Honestly the only thing that gets me out of the house are when Mosi and I go on a date, when the sister missionaries ask me to go with them to visit investigators and going to church on Sundays. I am so happy to say I only have one calling now. It's been awesome! Mosi and I get to go to Elder & Sister Stotts class for Sunday school and then I teach my English class right after. So just one thing to stress about on Sundays it's lovely!!...

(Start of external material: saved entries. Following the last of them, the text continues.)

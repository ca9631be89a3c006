//! Fault classification — ordered decision list, first match wins
//!
//! The rule table below is the single source of truth for fault precedence.
//! Rules are evaluated top to bottom against one reading's derived
//! quantities; the first predicate that fires decides the diagnosis and
//! suppresses everything after it. Grid problems outrank phase problems,
//! which outrank hydraulic faults, which outrank efficiency advisories.

use crate::types::fault_thresholds as thresholds;
use crate::types::{ElectricalHealth, FaultCode, Severity};

/// Derived quantities the rule predicates evaluate against
#[derive(Debug, Clone, Copy)]
pub struct RuleContext {
    /// Supply analysis for the reading
    pub electrical: ElectricalHealth,
    /// Motor load (%)
    pub load_pct: f64,
    /// Discharge gauge pressure (bar)
    pub pressure_bar: f64,
    /// Estimated flow before suppression (m³/h)
    pub flow_m3h: f64,
    /// Wet-end efficiency (%)
    pub pump_eff_pct: f64,
}

/// One predicate → outcome pair in the decision list
struct FaultRule {
    code: FaultCode,
    applies: fn(&RuleContext) -> bool,
}

/// The decision list, in precedence order.
const RULES: &[FaultRule] = &[
    FaultRule {
        code: FaultCode::GridInstability,
        applies: |ctx| ctx.electrical.voltage_status.severity() == Severity::Critical,
    },
    FaultRule {
        code: FaultCode::PhaseImbalance,
        applies: |ctx| ctx.electrical.imbalance_status.severity() == Severity::Critical,
    },
    FaultRule {
        code: FaultCode::DryRun,
        applies: |ctx| ctx.load_pct < thresholds::DRY_RUN_LOAD_PCT,
    },
    FaultRule {
        code: FaultCode::BurstPipe,
        applies: |ctx| {
            ctx.load_pct > thresholds::BURST_PIPE_LOAD_PCT
                && ctx.pressure_bar < thresholds::BURST_PIPE_PRESSURE_BAR
        },
    },
    FaultRule {
        code: FaultCode::DeadHead,
        applies: |ctx| {
            ctx.pressure_bar > thresholds::DEAD_HEAD_PRESSURE_BAR
                && ctx.flow_m3h < thresholds::DEAD_HEAD_FLOW_M3H
        },
    },
    FaultRule {
        code: FaultCode::MotorOverload,
        applies: |ctx| ctx.load_pct > thresholds::OVERLOAD_LOAD_PCT,
    },
    FaultRule {
        code: FaultCode::PoorEfficiency,
        applies: |ctx| ctx.pump_eff_pct < thresholds::POOR_EFFICIENCY_PCT,
    },
];

/// Outcome of the classifier for one reading
#[derive(Debug, Clone, PartialEq)]
pub struct Diagnosis {
    /// Typed fault code
    pub code: FaultCode,
    /// Headline status label
    pub status: &'static str,
    /// Human-readable reason
    pub reason: String,
    /// Severity of the diagnosis
    pub severity: Severity,
}

/// Classify one reading's derived quantities.
///
/// Returns the first matching rule's outcome, or `Optimal` when nothing
/// fires. The grid-instability reason carries the voltage status text so the
/// report names the actual supply problem.
pub fn classify(ctx: &RuleContext) -> Diagnosis {
    let code = RULES
        .iter()
        .find(|rule| (rule.applies)(ctx))
        .map_or(FaultCode::Optimal, |rule| rule.code);

    let reason = match code {
        FaultCode::GridInstability => ctx.electrical.voltage_status.to_string(),
        _ => code.default_reason().to_string(),
    };

    Diagnosis {
        code,
        status: code.status_label(),
        reason,
        severity: code.severity(),
    }
}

Well yesterday was Valentines Day and we started our day off at church it was stake conference and I was already feeling that lazy mode come over me. I'm so happy we went to Stake Conference it was very uplifting and I learned so much from the talks that were given. The message that stood out to me the most when one of the brethren shared about how in our heads we always say things like. Once I get that job I'll be happier or When I buy a house I'll be the happiest I've ever been. Or in my case I always tell myself "Once we have a baby I'll finally be happy" he went on saying that  instead of always thinking of the things that will make us happy in the future. To look around at where we are now find the joy on your journey. It made me really made me liken everything he said to myself.

I am very guilty of always being a debbie downer!! lol instead of being happy  of everything I've accomplished so far I always put my own self down. Or I see other people being blessed and I always get angry that I don't have the same blessings. Can't believe how selfish I am. I am beyond blessed with the best family, the best husband and my little circle of trust lol. I know I have so much to improve and I know Heavenly Father has his own timing. This is something I'm working on and I am just truly grateful for a loving Heavenly Father he is always doing what's best for me.

I'm a little sad that this is my last year in my 20's lol... I can't believe I'll be 30 years old this April Mosi and I have so much planned for this year lets just hope we can accomplish our mission for the year!... Anyways will see where 2016 takes us!!! Here we go...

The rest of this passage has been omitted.